In ad blitz, watchdog group projects political heft of nonreligious Americans

The campaign includes billboards featuring portraits of residents of the swing states of Michigan, Louisiana, Missouri and others, and the legend 'I’m an atheist and I vote' along highways in their respective regions.

A variety of the new billboards featuring nonreligious Americans created by Freedom From Religion Foundation. Images courtesy of FFRF

(RNS) — The Freedom From Religion Foundation, a nonprofit watchdog on separation of church and state issues, has launched a campaign aimed at calling attention to the growing political voice of nonreligious Americans.

This effort, which will launch officially on Saturday (Sept. 17) to honor the 235th anniversary of the signing of the U.S. Constitution, is a continuation of the organization’s “independence from religion” campaign that began on the Fourth of July.

The campaign will include billboards featuring portraits of residents of the swing states of Michigan, Louisiana, Missouri and others, and the legend “I’m an atheist and I vote” along highways in their respective regions.

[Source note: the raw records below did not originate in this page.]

//! The sliding send window: sequence assignment, retransmission and the
//! send loop that drains it.

use std::sync::Arc;
use std::sync::atomic::{AtomicBool, Ordering};
use std::time::Duration;

use bytes::Bytes;
use log::{debug, info};
use tokio::net::UdpSocket;
use tokio::sync::{Mutex, Notify, Semaphore};
use tokio::task::JoinHandle;

use crate::config::TransferConfig;
use crate::error::{Result, TransportError};
use crate::protocol::packet::{DataPacket, HEADER_LEN, offset_label};
use crate::sender::ack::AckState;

/// How long the send loop naps when the buffer is completely empty.
const IDLE_POLL: Duration = Duration::from_millis(1);

/// A buffered packet, kept in its serialized form so retransmissions never
/// re-encode.
struct Entry {
    sequence: u32,
    frame: Bytes,
    /// 0 = never transmitted, 1 = already on the wire at least once. Set to
    /// 1 after every transmission, not incremented: the selection policy
    /// only distinguishes fresh from in-flight.
    send_count: u8,
    flags: u8,
}

struct BufferState {
    /// Entries in sequence order; acknowledged ones are removed from the front.
    entries: Vec<Entry>,
    /// Next sequence number to hand out. Never reused.
    next_sequence: u32,
    /// Current inflight window capacity backing the semaphore.
    window: usize,
    /// Framed bytes handed to the socket, retransmissions included.
    total_bytes_sent: u64,
}

/// Sliding window of unacknowledged packets and the loop transmitting them.
///
/// Admission is a counting semaphore sized to the adaptive window: `enqueue`
/// consumes one permit per packet and every acknowledged removal returns
/// one, so the number of buffered entries can never exceed the window.
pub struct SendBuffer {
    socket: UdpSocket,
    state: Mutex<BufferState>,
    permits: Semaphore,
    acks: Arc<AckState>,
    stopped: AtomicBool,
    wakeup: Notify,
    config: TransferConfig,
}

/// Snapshot the send loop works on outside the state lock.
struct Selected {
    sequence: u32,
    frame: Bytes,
    send_count: u8,
    flags: u8,
}

impl SendBuffer {
    /// Wraps a socket already connected to the receiver's data port.
    pub fn new(socket: UdpSocket, acks: Arc<AckState>, config: TransferConfig) -> Arc<Self> {
        Arc::new(Self {
            socket,
            state: Mutex::new(BufferState {
                entries: Vec::new(),
                next_sequence: 0,
                window: config.min_window,
                total_bytes_sent: 0,
            }),
            permits: Semaphore::new(config.min_window),
            acks,
            stopped: AtomicBool::new(false),
            wakeup: Notify::new(),
            config,
        })
    }

    /// Admits one packet: waits for an inflight permit, assigns the next
    /// sequence number, serializes once and appends the entry. Returns the
    /// assigned sequence number.
    pub async fn enqueue(&self, flags: u8, payload: Bytes) -> Result<u32> {
        let permit = self
            .permits
            .acquire()
            .await
            .map_err(|_| TransportError::Closed)?;
        // The permit travels with the entry; note_cumulative_ack returns it.
        permit.forget();

        let mut state = self.state.lock().await;
        let sequence = state.next_sequence;
        state.next_sequence += 1;

        let frame = DataPacket { sequence, flags, payload }.encode();
        state.entries.push(Entry { sequence, frame, send_count: 0, flags });
        drop(state);

        self.wakeup.notify_one();
        Ok(sequence)
    }

    /// Drops every entry with sequence number ≤ `ack` and returns their
    /// permits. Applying the same cumulative value twice is a no-op.
    pub async fn note_cumulative_ack(&self, ack: u32) {
        let mut state = self.state.lock().await;
        let before = state.entries.len();
        state.entries.retain(|entry| entry.sequence > ack);
        let removed = before - state.entries.len();
        drop(state);

        if removed > 0 {
            self.permits.add_permits(removed);
        }
    }

    /// Re-elevates `sequence` and `sequence + 1` to the fresh bucket so the
    /// next selection transmits them first (duplicate-ACK fast retransmit).
    pub async fn force_resend(&self, sequence: u32) {
        let mut state = self.state.lock().await;
        for entry in state
            .entries
            .iter_mut()
            .filter(|e| e.sequence == sequence || e.sequence == sequence.wrapping_add(1))
        {
            entry.send_count = 0;
        }
    }

    /// Signals the send loop to exit.
    pub fn stop(&self) {
        self.stopped.store(true, Ordering::Release);
        self.wakeup.notify_one();
    }

    pub async fn total_bytes_sent(&self) -> u64 {
        self.state.lock().await.total_bytes_sent
    }

    /// Spawns the send loop.
    pub fn spawn(self: &Arc<Self>) -> JoinHandle<()> {
        let buffer = Arc::clone(self);
        tokio::spawn(buffer.run())
    }

    async fn run(self: Arc<Self>) {
        loop {
            if self.stopped.load(Ordering::Acquire) {
                break;
            }

            let Some(selected) = self.select_next().await else {
                tokio::select! {
                    _ = self.wakeup.notified() => {}
                    _ = tokio::time::sleep(IDLE_POLL) => {}
                }
                continue;
            };

            if selected.send_count > 0 {
                // Every buffered packet is already on the wire. Give its ACK
                // one timeout interval to land; only a miss costs a
                // retransmission.
                if self
                    .acks
                    .wait_for(selected.sequence, self.config.ack_wait)
                    .await
                {
                    self.grow_window().await;
                    continue;
                }
            }

            self.transmit(&selected).await;
        }
    }

    /// Selection policy: smallest `send_count`, then smallest sequence
    /// number. Entries are stored in sequence order, so the first minimum is
    /// also the earliest inserted.
    async fn select_next(&self) -> Option<Selected> {
        let state = self.state.lock().await;
        state
            .entries
            .iter()
            .min_by_key(|entry| (entry.send_count, entry.sequence))
            .map(|entry| Selected {
                sequence: entry.sequence,
                frame: entry.frame.clone(),
                send_count: entry.send_count,
                flags: entry.flags,
            })
    }

    /// Additive window growth, capped at the configured maximum. Never
    /// contracts.
    async fn grow_window(&self) {
        let mut state = self.state.lock().await;
        let grow = self
            .config
            .window_step
            .min(self.config.max_window.saturating_sub(state.window));
        if grow > 0 {
            state.window += grow;
            drop(state);
            self.permits.add_permits(grow);
        }
    }

    async fn transmit(&self, selected: &Selected) {
        match self.socket.send(&selected.frame).await {
            Ok(sent) => {
                info!(
                    "[send data] {} ({})",
                    offset_label(selected.sequence, selected.flags, self.config.segment_size),
                    selected.frame.len() - HEADER_LEN
                );
                let mut state = self.state.lock().await;
                state.total_bytes_sent += sent as u64;
                // The entry may have been acknowledged while we were sending.
                if let Some(entry) = state
                    .entries
                    .iter_mut()
                    .find(|e| e.sequence == selected.sequence)
                {
                    entry.send_count = 1;
                }
            }
            Err(e) => debug!("data send failed, will retry: {e}"),
        }
    }
}

#[cfg(test)]
impl SendBuffer {
    pub(crate) async fn entry_sequences(&self) -> Vec<u32> {
        self.state.lock().await.entries.iter().map(|e| e.sequence).collect()
    }

    pub(crate) async fn send_counts(&self) -> Vec<(u32, u8)> {
        self.state
            .lock()
            .await
            .entries
            .iter()
            .map(|e| (e.sequence, e.send_count))
            .collect()
    }

    pub(crate) async fn mark_all_sent(&self) {
        for entry in self.state.lock().await.entries.iter_mut() {
            entry.send_count = 1;
        }
    }
}

#[cfg(test)]
mod tests {
    use super::*;
    use crate::protocol::packet::{FLAG_FIRST, FLAG_LAST};
    use std::time::Duration;
    use tokio::time::timeout;

    async fn test_buffer(config: TransferConfig) -> (Arc<SendBuffer>, UdpSocket) {
        let peer = UdpSocket::bind("127.0.0.1:0").await.unwrap();
        let socket = UdpSocket::bind("127.0.0.1:0").await.unwrap();
        socket.connect(peer.local_addr().unwrap()).await.unwrap();
        let acks = Arc::new(AckState::new());
        (SendBuffer::new(socket, acks, config), peer)
    }

    fn wide_config(window: usize) -> TransferConfig {
        TransferConfig {
            min_window: window,
            ..TransferConfig::default()
        }
    }

    #[tokio::test]
    async fn sequence_numbers_are_consecutive() {
        let (buffer, _peer) = test_buffer(wide_config(8)).await;
        assert_eq!(buffer.enqueue(FLAG_FIRST, Bytes::from_static(&[0; 4])).await.unwrap(), 0);
        assert_eq!(buffer.enqueue(0, Bytes::from_static(b"a")).await.unwrap(), 1);
        assert_eq!(buffer.enqueue(FLAG_LAST, Bytes::new()).await.unwrap(), 2);
        assert_eq!(buffer.entry_sequences().await, vec![0, 1, 2]);
    }

    #[tokio::test]
    async fn enqueue_blocks_when_window_is_full() {
        let (buffer, _peer) = test_buffer(TransferConfig::default()).await; // window 2
        buffer.enqueue(0, Bytes::from_static(b"a")).await.unwrap();
        buffer.enqueue(0, Bytes::from_static(b"b")).await.unwrap();

        let blocked = timeout(Duration::from_millis(50), buffer.enqueue(0, Bytes::new())).await;
        assert!(blocked.is_err(), "third enqueue must block on permits");

        buffer.note_cumulative_ack(0).await;
        let seq = timeout(Duration::from_millis(50), buffer.enqueue(0, Bytes::new()))
            .await
            .expect("permit released by the ACK")
            .unwrap();
        assert_eq!(seq, 2);
    }

    #[tokio::test]
    async fn cumulative_ack_removes_prefix_and_is_idempotent() {
        let (buffer, _peer) = test_buffer(wide_config(4)).await;
        for _ in 0..4 {
            buffer.enqueue(0, Bytes::from_static(b"x")).await.unwrap();
        }
        assert_eq!(buffer.permits.available_permits(), 0);

        buffer.note_cumulative_ack(1).await;
        assert_eq!(buffer.entry_sequences().await, vec![2, 3]);
        assert_eq!(buffer.permits.available_permits(), 2);

        // Same value again: nothing removed, no extra permits.
        buffer.note_cumulative_ack(1).await;
        assert_eq!(buffer.entry_sequences().await, vec![2, 3]);
        assert_eq!(buffer.permits.available_permits(), 2);
    }

    #[tokio::test]
    async fn selection_prefers_fresh_then_smallest_sequence() {
        let (buffer, _peer) = test_buffer(wide_config(4)).await;
        for _ in 0..4 {
            buffer.enqueue(0, Bytes::from_static(b"x")).await.unwrap();
        }
        buffer.mark_all_sent().await;
        buffer.force_resend(1).await; // seqs 1 and 2 fresh again

        let selected = buffer.select_next().await.unwrap();
        assert_eq!(selected.sequence, 1);
        assert_eq!(selected.send_count, 0);
    }

    #[tokio::test]
    async fn duplicate_ack_resend_order() {
        // ACK 5 arrived twice while 6 and 7 are still buffered: 6 must be
        // transmitted before any other in-flight entry.
        let (buffer, _peer) = test_buffer(wide_config(8)).await;
        for _ in 0..8 {
            buffer.enqueue(0, Bytes::from_static(b"x")).await.unwrap();
        }
        buffer.mark_all_sent().await;
        buffer.note_cumulative_ack(5).await;
        buffer.force_resend(6).await;

        assert_eq!(buffer.send_counts().await, vec![(6, 0), (7, 0)]);
        let first = buffer.select_next().await.unwrap();
        assert_eq!(first.sequence, 6);
    }

    #[tokio::test]
    async fn all_sent_entries_fall_back_to_smallest_sequence() {
        let (buffer, _peer) = test_buffer(wide_config(3)).await;
        for _ in 0..3 {
            buffer.enqueue(0, Bytes::from_static(b"x")).await.unwrap();
        }
        buffer.mark_all_sent().await;

        let selected = buffer.select_next().await.unwrap();
        assert_eq!(selected.sequence, 0);
        assert_eq!(selected.send_count, 1);
    }

    #[tokio::test]
    async fn send_loop_transmits_and_retransmits_unacked() {
        let (buffer, peer) = test_buffer(TransferConfig::default()).await;
        let task = buffer.spawn();

        buffer.enqueue(0, Bytes::from_static(b"hello")).await.unwrap();

        let mut buf = [0u8; 64];
        let (len, _) = timeout(Duration::from_secs(1), peer.recv_from(&mut buf))
            .await
            .expect("first transmission")
            .unwrap();
        let first = DataPacket::decode(&buf[..len]).unwrap();
        assert_eq!(first.payload, Bytes::from_static(b"hello"));

        // No ACK arrives, so the loop must retransmit after ack_wait.
        let (len, _) = timeout(Duration::from_secs(1), peer.recv_from(&mut buf))
            .await
            .expect("retransmission")
            .unwrap();
        let second = DataPacket::decode(&buf[..len]).unwrap();
        assert_eq!(second, first);
        assert!(buffer.total_bytes_sent().await >= 2 * (HEADER_LEN as u64 + 5));

        buffer.stop();
        let _ = timeout(Duration::from_secs(1), task).await;
    }
}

The faces on the billboards belong to Jamie Hamel, an ICU nurse in Oklahoma; Jim Haught, a 90-year-old retired newspaper editor; Charis Hoard, a student who recently received a master’s degree in Ohio; and Charles L. Townsend, a former member of the state Legislature in New Hampshire.

Full-page ads will follow beginning Sunday in The Washington Post and 44 other newspapers declaring, “The ‘Nones’ (those of us unaffiliated with religion) are now 29 percent of the U.S. population. We are the largest ‘denomination’ by religious identification.” 


RELATED: Poll: America growing more secular by the year


A recent poll from the Pew Research Center found that unaffiliated Americans make up 29% of the U.S. population, up from 19% in 2011. 

The Freedom From Religion Foundation said the campaign is calling attention to the “growing and increasingly overt calls to Christian nationalism” as well as the actions of the U.S. Supreme Court that “privilege religion and eviscerate individual rights for religious reasons.” 

“That’s why our secular voices must be heard,” the organization’s co-president Annie Laurie Gaylor said in a statement, adding that secular voters are “the true ‘values voters.'”


RELATED: New report finds nonreligious people face stigma and discrimination


The Freedom From Religion Foundation said it has more than 38,000 members throughout North America and in 2020 released data that showed 98% of its members support the abortion rights granted by the 1973 Supreme Court decision Roe v. Wade. 


In 2020, American Atheists released “Reality Check: Being Nonreligious in America,” a report that found that nonreligious people care about maintaining secular public schools, oppose religious exemptions that permit discrimination and support access to abortion and contraception. 

The report was based on a survey of nearly 34,000 nonreligious people living in the United States.